**Given records**:

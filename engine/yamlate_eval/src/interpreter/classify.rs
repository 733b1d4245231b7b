//! Node classification.
//!
//! Every value falls into exactly one [`Node`] class, decided from the node
//! alone (never from the environment).

use yamlate_ir::{syntax, Hash, Op, Value};

/// How a value node is evaluated.
#[derive(Clone, Copy, Debug, PartialEq)]
pub enum Node<'a> {
    /// Integer, Real, Boolean, Null, or a String that is neither an inline
    /// expression nor a reference. Evaluates to a copy of itself.
    Literal,
    /// `~>` string; holds the full text.
    Inline(&'a str),
    /// `$name` string; holds the name without the sigil.
    Reference(&'a str),
    /// Array whose first element names an operator.
    Operation { op: Op, operands: &'a [Value] },
    /// Any other array. Elements are evaluated in order.
    Sequence(&'a [Value]),
    /// Any other hash. Values are evaluated in key order.
    Mapping(&'a Hash),
    /// Hash whose first key is `case`, `when` or `if`.
    Branch { form: BranchForm, hash: &'a Hash },
}

/// Hash branch forms, named by their first key.
#[derive(Clone, Copy, Debug, PartialEq, Eq)]
pub enum BranchForm {
    Case,
    When,
    If,
}

impl BranchForm {
    pub fn from_key(key: &str) -> Option<Self> {
        match key {
            syntax::CASE => Some(BranchForm::Case),
            syntax::WHEN => Some(BranchForm::When),
            syntax::IF => Some(BranchForm::If),
            _ => None,
        }
    }

    pub const fn key(self) -> &'static str {
        match self {
            BranchForm::Case => syntax::CASE,
            BranchForm::When => syntax::WHEN,
            BranchForm::If => syntax::IF,
        }
    }
}

/// Classify `node`.
pub fn classify(node: &Value) -> Node<'_> {
    match node {
        Value::String(text) => {
            if syntax::is_inline(text) {
                Node::Inline(text)
            } else if let Some(name) = syntax::reference_name(text) {
                Node::Reference(name)
            } else {
                Node::Literal
            }
        }
        Value::Array(items) => match items.split_first() {
            Some((Value::String(head), operands)) => match Op::lookup(head) {
                Some(op) => Node::Operation { op, operands },
                None => Node::Sequence(items),
            },
            _ => Node::Sequence(items),
        },
        Value::Hash(hash) => match hash.keys().next().and_then(|key| BranchForm::from_key(key)) {
            Some(form) => Node::Branch { form, hash },
            None => Node::Mapping(hash),
        },
        Value::Integer(_) | Value::Real(_) | Value::Boolean(_) | Value::Null => Node::Literal,
    }
}
//! The value tree.
//!
//! A [`Value`] is both what the parser produces from a YAML document and what
//! the evaluator returns. Navigation (`hash_get`, `array_get`) hands out owned
//! copies: a child obtained from a tree never aliases it, so either can be
//! dropped without affecting the other.

use std::fmt;

use indexmap::IndexMap;

use crate::errors::{index_out_of_bounds, key_not_found, wrong_type, YamlResult};
use crate::Tag;

/// Hash payload. Iteration follows document insertion order.
pub type Hash = IndexMap<String, Value>;

/// A node of the value tree.
#[derive(Clone, Debug, PartialEq)]
pub enum Value {
    Integer(i64),
    Real(f64),
    String(String),
    Boolean(bool),
    Array(Vec<Value>),
    Hash(Hash),
    Null,
}

impl Value {
    /// Create a string value.
    pub fn string(s: impl Into<String>) -> Self {
        Value::String(s.into())
    }

    /// Type tag of this node. Never fails.
    pub const fn tag(&self) -> Tag {
        match self {
            Value::Integer(_) => Tag::Integer,
            Value::Real(_) => Tag::Real,
            Value::String(_) => Tag::String,
            Value::Boolean(_) => Tag::Boolean,
            Value::Array(_) => Tag::Array,
            Value::Hash(_) => Tag::Hash,
            Value::Null => Tag::Null,
        }
    }

    pub const fn is_null(&self) -> bool {
        matches!(self, Value::Null)
    }

    // Scalar accessors. No numeric coercion: an Integer is not a Real.

    pub fn as_integer(&self) -> YamlResult<i64> {
        match self {
            Value::Integer(i) => Ok(*i),
            other => Err(wrong_type("integer", other.tag())),
        }
    }

    pub fn as_real(&self) -> YamlResult<f64> {
        match self {
            Value::Real(r) => Ok(*r),
            other => Err(wrong_type("real", other.tag())),
        }
    }

    pub fn as_str(&self) -> YamlResult<&str> {
        match self {
            Value::String(s) => Ok(s),
            other => Err(wrong_type("string", other.tag())),
        }
    }

    pub fn as_bool(&self) -> YamlResult<bool> {
        match self {
            Value::Boolean(b) => Ok(*b),
            other => Err(wrong_type("boolean", other.tag())),
        }
    }

    pub fn as_array(&self) -> YamlResult<&[Value]> {
        match self {
            Value::Array(items) => Ok(items),
            other => Err(wrong_type("array", other.tag())),
        }
    }

    pub fn as_hash(&self) -> YamlResult<&Hash> {
        match self {
            Value::Hash(hash) => Ok(hash),
            other => Err(wrong_type("hash", other.tag())),
        }
    }

    // Navigation

    pub fn array_len(&self) -> YamlResult<usize> {
        self.as_array().map(<[Value]>::len)
    }

    /// Borrow the element at `index`.
    pub fn array_entry(&self, index: usize) -> YamlResult<&Value> {
        let items = self.as_array()?;
        items.get(index).ok_or_else(|| {
            index_out_of_bounds(i64::try_from(index).unwrap_or(i64::MAX), items.len())
        })
    }

    /// Copy out the element at `index`.
    pub fn array_get(&self, index: usize) -> YamlResult<Value> {
        self.array_entry(index).cloned()
    }

    /// Keys in document order.
    pub fn hash_keys(&self) -> YamlResult<Vec<&str>> {
        Ok(self.as_hash()?.keys().map(String::as_str).collect())
    }

    /// Borrow the value stored under `key`.
    pub fn hash_entry(&self, key: &str) -> YamlResult<&Value> {
        self.as_hash()?.get(key).ok_or_else(|| key_not_found(key))
    }

    /// Copy out the value stored under `key`.
    pub fn hash_get(&self, key: &str) -> YamlResult<Value> {
        self.hash_entry(key).cloned()
    }
}

impl From<i64> for Value {
    fn from(i: i64) -> Self {
        Value::Integer(i)
    }
}

impl From<f64> for Value {
    fn from(r: f64) -> Self {
        Value::Real(r)
    }
}

impl From<bool> for Value {
    fn from(b: bool) -> Self {
        Value::Boolean(b)
    }
}

impl From<&str> for Value {
    fn from(s: &str) -> Self {
        Value::String(s.to_owned())
    }
}

impl From<String> for Value {
    fn from(s: String) -> Self {
        Value::String(s)
    }
}

impl From<Vec<Value>> for Value {
    fn from(items: Vec<Value>) -> Self {
        Value::Array(items)
    }
}

impl From<Hash> for Value {
    fn from(hash: Hash) -> Self {
        Value::Hash(hash)
    }
}

/// Compact flow-style rendering, used in logs and error messages.
impl fmt::Display for Value {
    fn fmt(&self, f: &mut fmt::Formatter<'_>) -> fmt::Result {
        match self {
            Value::Integer(i) => write!(f, "{i}"),
            // Keep a fractional part so reals never read as integers
            Value::Real(r) if r.is_finite() && r.fract() == 0.0 => write!(f, "{r:.1}"),
            Value::Real(r) => write!(f, "{r}"),
            Value::String(s) => write!(f, "{s:?}"),
            Value::Boolean(b) => write!(f, "{b}"),
            Value::Array(items) => {
                f.write_str("[")?;
                for (i, item) in items.iter().enumerate() {
                    if i > 0 {
                        f.write_str(", ")?;
                    }
                    write!(f, "{item}")?;
                }
                f.write_str("]")
            }
            Value::Hash(hash) => {
                f.write_str("{")?;
                for (i, (key, value)) in hash.iter().enumerate() {
                    if i > 0 {
                        f.write_str(", ")?;
                    }
                    write!(f, "{key}: {value}")?;
                }
                f.write_str("}")
            }
            Value::Null => f.write_str("null"),
        }
    }
}

#[cfg(test)]
#[allow(
    clippy::unwrap_used,
    reason = "tests use unwrap to panic on unexpected state"
)]
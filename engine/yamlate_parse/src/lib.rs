//! Parser for yamlate documents.
//!
//! Turns YAML source text into a [`Value`] tree. Every inline expression
//! (`~>` string) in the document is syntax-checked on the way, so a document
//! that parses never fails later with a syntax error. Parsing is pure: no
//! environment is consulted and unresolved identifiers are legal.
//!
//! # Entry points
//!
//! - [`parse`]: raw bytes, validated as UTF-8, exactly one document
//! - [`parse_str`]: the same for text that is already a `&str`
//! - [`parse_all`]: every document of a multi-document stream
//! - [`parse_inline`]: a single inline expression

mod inline;
mod yaml;

use yamlate_ir::errors::{document_count, invalid_encoding, invalid_yaml};
use yamlate_ir::{Value, YamlResult};
use yaml_rust::{Yaml, YamlLoader};

pub use inline::parse_inline;

/// Parse a single YAML document from raw bytes.
///
/// Fails with an `InvalidString` error if the bytes are not UTF-8, the YAML
/// is malformed, the stream does not hold exactly one document, or an inline
/// expression in it does not parse.
#[tracing::instrument(level = "debug", skip_all, fields(len = source.len()))]
pub fn parse(source: &[u8]) -> YamlResult<Value> {
    let text = std::str::from_utf8(source).map_err(|e| invalid_encoding(e.to_string()))?;
    parse_str(text)
}

/// Parse a single YAML document.
pub fn parse_str(source: &str) -> YamlResult<Value> {
    let mut documents = load(source)?;
    if documents.len() != 1 {
        return Err(document_count(documents.len()));
    }
    match documents.pop() {
        Some(document) => yaml::convert(&document),
        None => Err(document_count(0)),
    }
}

/// Parse every document of a YAML stream, in order.
#[tracing::instrument(level = "debug", skip_all, fields(len = source.len()))]
pub fn parse_all(source: &str) -> YamlResult<Vec<Value>> {
    load(source)?.iter().map(yaml::convert).collect()
}

fn load(source: &str) -> YamlResult<Vec<Yaml>> {
    let documents = YamlLoader::load_from_str(source).map_err(|e| invalid_yaml(e.to_string()))?;
    yaml::reject_duplicate_keys(source)?;
    tracing::debug!(documents = documents.len(), "loaded YAML stream");
    Ok(documents)
}

#[cfg(test)]
#[allow(
    clippy::unwrap_used,
    reason = "tests use unwrap to panic on unexpected state"
)]
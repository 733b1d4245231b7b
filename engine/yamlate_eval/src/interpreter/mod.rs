//! Tree-walking evaluator.
//!
//! [`Evaluator::evaluate`] walks a [`Value`] node and produces a new, owned
//! [`Value`]. Each node is first classified (see [`classify`]) and then
//! evaluated by the matching handler:
//!
//! - `operations.rs`: `[op, operand...]` arrays
//! - `branches.rs`: `case` / `when` / `if` hashes
//! - `inline.rs`: `~>` expressions
//!
//! Operands are evaluated left to right, so a later operand observes
//! environment changes made by an earlier one. Evaluation is not
//! transactional: a change made before a failure stays in place.

mod branches;
mod builder;
mod classify;
mod inline;
mod operations;

use yamlate_ir::errors::{depth_limit, invalid_operand};
use yamlate_ir::{Value, YamlResult};
use yamlate_stack::ensure_sufficient_stack;

use crate::Environment;

pub use builder::EvaluatorBuilder;
pub use classify::{classify, BranchForm, Node};

/// Default bound on node nesting during evaluation.
pub const DEFAULT_MAX_DEPTH: usize = 512;

/// Evaluates value nodes against an environment.
///
/// The evaluator itself is stateless apart from configuration; all mutable
/// state lives in the [`Environment`] passed to each call.
#[derive(Clone, Debug)]
pub struct Evaluator {
    max_depth: usize,
}

impl Default for Evaluator {
    fn default() -> Self {
        EvaluatorBuilder::new().build()
    }
}

impl Evaluator {
    pub fn new() -> Self {
        Evaluator::default()
    }

    pub fn builder() -> EvaluatorBuilder {
        EvaluatorBuilder::new()
    }

    pub fn max_depth(&self) -> usize {
        self.max_depth
    }

    /// Evaluate `node`. The result never aliases `node`.
    #[tracing::instrument(level = "debug", skip_all, fields(tag = %node.tag()))]
    pub fn evaluate(&self, node: &Value, env: &mut Environment) -> YamlResult<Value> {
        let result = self.walker(env).eval(node);
        if let Err(error) = &result {
            tracing::debug!(%error, "evaluation failed");
        }
        result
    }

    /// Parse and evaluate a single inline expression.
    ///
    /// The `~>` marker is optional here.
    pub fn evaluate_inline(&self, text: &str, env: &mut Environment) -> YamlResult<Value> {
        self.walker(env).eval_inline(text)
    }

    fn walker<'env>(&self, env: &'env mut Environment) -> Walker<'env> {
        Walker {
            env,
            depth: 0,
            max_depth: self.max_depth,
        }
    }
}

/// Evaluate `node` with a default-configured [`Evaluator`].
pub fn evaluate(node: &Value, env: &mut Environment) -> YamlResult<Value> {
    Evaluator::default().evaluate(node, env)
}

/// Per-call evaluation state.
pub(crate) struct Walker<'env> {
    env: &'env mut Environment,
    depth: usize,
    max_depth: usize,
}

impl Walker<'_> {
    /// Evaluate one node, one nesting level deeper.
    fn eval(&mut self, node: &Value) -> YamlResult<Value> {
        self.nested(|walker| walker.eval_node(node))
    }

    /// Run `f` one level deeper, enforcing the depth limit.
    fn nested<R>(&mut self, f: impl FnOnce(&mut Self) -> YamlResult<R>) -> YamlResult<R> {
        if self.depth >= self.max_depth {
            return Err(depth_limit(self.max_depth));
        }
        self.depth += 1;
        let result = ensure_sufficient_stack(|| f(self));
        self.depth -= 1;
        result
    }

    fn eval_node(&mut self, node: &Value) -> YamlResult<Value> {
        match classify(node) {
            Node::Literal => Ok(node.clone()),
            Node::Inline(text) => self.eval_inline(text),
            Node::Reference(name) => self.env.value(name),
            Node::Operation { op, operands } => self.eval_operation(op, operands),
            Node::Sequence(items) => items
                .iter()
                .enumerate()
                .map(|(index, item)| self.eval(item).map_err(|e| e.within_index(index)))
                .collect::<YamlResult<Vec<_>>>()
                .map(Value::Array),
            Node::Mapping(hash) => hash
                .iter()
                .map(|(key, value)| {
                    self.eval(value)
                        .map(|value| (key.clone(), value))
                        .map_err(|e| e.within(key))
                })
                .collect::<YamlResult<_>>()
                .map(Value::Hash),
            Node::Branch { form, hash } => self.eval_branch(form, hash),
        }
    }
}

/// A condition must be a Boolean.
fn condition(op: &'static str, value: &Value) -> YamlResult<bool> {
    match value {
        Value::Boolean(b) => Ok(*b),
        other => Err(invalid_operand(op, other.tag())),
    }
}

#[cfg(test)]
#[allow(
    clippy::unwrap_used,
    reason = "tests use unwrap to panic on unexpected state"
)]
mod tests;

**Work required**: Report back every line of the entries in which "syntax" occurs.

**Exercise solution**:
use yamlate_ir::{syntax, Hash, Op, Value};
            syntax::CASE => Some(BranchForm::Case),
            syntax::WHEN => Some(BranchForm::When),
            syntax::IF => Some(BranchForm::If),
            BranchForm::Case => syntax::CASE,
            BranchForm::When => syntax::WHEN,
            BranchForm::If => syntax::IF,
            if syntax::is_inline(text) {
            } else if let Some(name) = syntax::reference_name(text) {
//! (`~>` string) in the document is syntax-checked on the way, so a document
//! that parses never fails later with a syntax error. Parsing is pure: no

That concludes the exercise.